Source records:
BEGIN
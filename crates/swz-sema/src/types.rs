//! Type representation.
//!
//! All types live in a `TypeArena` owned by the `SymbolRegistry`; everything
//! else holds `TypeId` handles. Tuples, functions, specializations, and
//! protocol compositions are deduplicated structurally; nominal types are
//! unique per declaration site.

use crate::symbol::SymbolId;
use indexmap::IndexMap;
use rustc_hash::FxHashMap;
use std::cmp::Ordering;
use std::rc::Rc;
use swz_parser::ast::NodeId;

/// Handle to a type in the arena.
#[derive(Clone, Copy, Debug, Default, PartialEq, Eq, Hash, PartialOrd, Ord)]
pub struct TypeId(pub u32);

impl TypeId {
    pub const NONE: TypeId = TypeId(u32::MAX);

    #[must_use]
    pub fn is_none(&self) -> bool {
        self.0 == u32::MAX
    }
}

#[derive(Clone, Copy, Debug, PartialEq, Eq, PartialOrd, Ord)]
pub enum TypeCategory {
    Struct,
    Class,
    Enum,
    Protocol,
    Tuple,
    Function,
    Specialized,
    Alias,
    Placeholder,
    GenericParameter,
    ProtocolComposition,
    Extension,
}

/// One parameter of a function type.
#[derive(Clone, Debug, PartialEq, Eq, Hash)]
pub struct Parameter {
    /// External argument label; empty when unlabeled.
    pub name: String,
    pub inout: bool,
    pub ty: TypeId,
}

impl Parameter {
    #[must_use]
    pub fn new(ty: TypeId) -> Self {
        Self {
            name: String::new(),
            inout: false,
            ty,
        }
    }

    #[must_use]
    pub fn named(name: impl Into<String>, ty: TypeId) -> Self {
        Self {
            name: name.into(),
            inout: false,
            ty,
        }
    }
}

#[derive(Clone, Debug, PartialEq, Eq, Hash)]
pub struct FunctionInfo {
    pub parameters: Vec<Parameter>,
    pub return_type: TypeId,
    pub variadic: bool,
}

/// Ordered generic parameter list of a generic type or function.
#[derive(Clone, Debug, Default)]
pub struct GenericDefinition {
    /// `(name, placeholder type, constraints)` in declaration order.
    pub params: Vec<(String, TypeId, Vec<TypeId>)>,
}

impl GenericDefinition {
    #[must_use]
    pub fn num_parameters(&self) -> usize {
        self.params.len()
    }
}

/// A concrete binding of a `GenericDefinition`.
#[derive(Clone, Debug)]
pub struct GenericArgument {
    pub definition: Rc<GenericDefinition>,
    pub types: Vec<TypeId>,
}

#[derive(Clone, Debug)]
pub struct TypeData {
    pub name: String,
    pub category: TypeCategory,
    /// Superclass for classes; extended type for extensions.
    pub parent: Option<TypeId>,
    pub protocols: Vec<TypeId>,
    pub members: IndexMap<String, SymbolId>,
    pub static_members: IndexMap<String, SymbolId>,
    /// Initializer overload set.
    pub initializer: Option<SymbolId>,
    /// Tuple element types.
    pub element_types: Vec<TypeId>,
    pub function: Option<FunctionInfo>,
    /// Specialization base, or alias target.
    pub inner: Option<TypeId>,
    /// Specialization arguments.
    pub generic_args: Vec<TypeId>,
    pub generic_def: Option<Rc<GenericDefinition>>,
    /// Associated types and member type aliases.
    pub associated_types: IndexMap<String, TypeId>,
    /// Enum cases: name to associated tuple type (`None` for plain cases).
    pub enum_cases: IndexMap<String, Option<TypeId>>,
    /// Protocol composition members.
    pub composition: Vec<TypeId>,
    pub decl: Option<NodeId>,
}

impl TypeData {
    fn new(name: impl Into<String>, category: TypeCategory) -> Self {
        Self {
            name: name.into(),
            category,
            parent: None,
            protocols: Vec::new(),
            members: IndexMap::new(),
            static_members: IndexMap::new(),
            initializer: None,
            element_types: Vec::new(),
            function: None,
            inner: None,
            generic_args: Vec::new(),
            generic_def: None,
            associated_types: IndexMap::new(),
            enum_cases: IndexMap::new(),
            composition: Vec::new(),
            decl: None,
        }
    }
}

/// Arena of all types in one compilation.
#[derive(Default)]
pub struct TypeArena {
    types: Vec<TypeData>,
    tuple_intern: FxHashMap<Vec<TypeId>, TypeId>,
    function_intern: FxHashMap<(Vec<Parameter>, TypeId, bool), TypeId>,
    specialized_intern: FxHashMap<(TypeId, Vec<TypeId>), TypeId>,
    composition_intern: FxHashMap<Vec<TypeId>, TypeId>,
    /// The shared error sentinel.
    placeholder: TypeId,
}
END
WORK TO BE COMPLETED:
Copy every line of the data that holds the string "derive".

SOLUTION FOR THIS PROBLEM:
#[derive(Clone, Copy, Debug, Default, PartialEq, Eq, Hash, PartialOrd, Ord)]
#[derive(Clone, Copy, Debug, PartialEq, Eq, PartialOrd, Ord)]
#[derive(Clone, Debug, PartialEq, Eq, Hash)]
#[derive(Clone, Debug, PartialEq, Eq, Hash)]
#[derive(Clone, Debug, Default)]
#[derive(Clone, Debug)]
#[derive(Clone, Debug)]
#[derive(Default)]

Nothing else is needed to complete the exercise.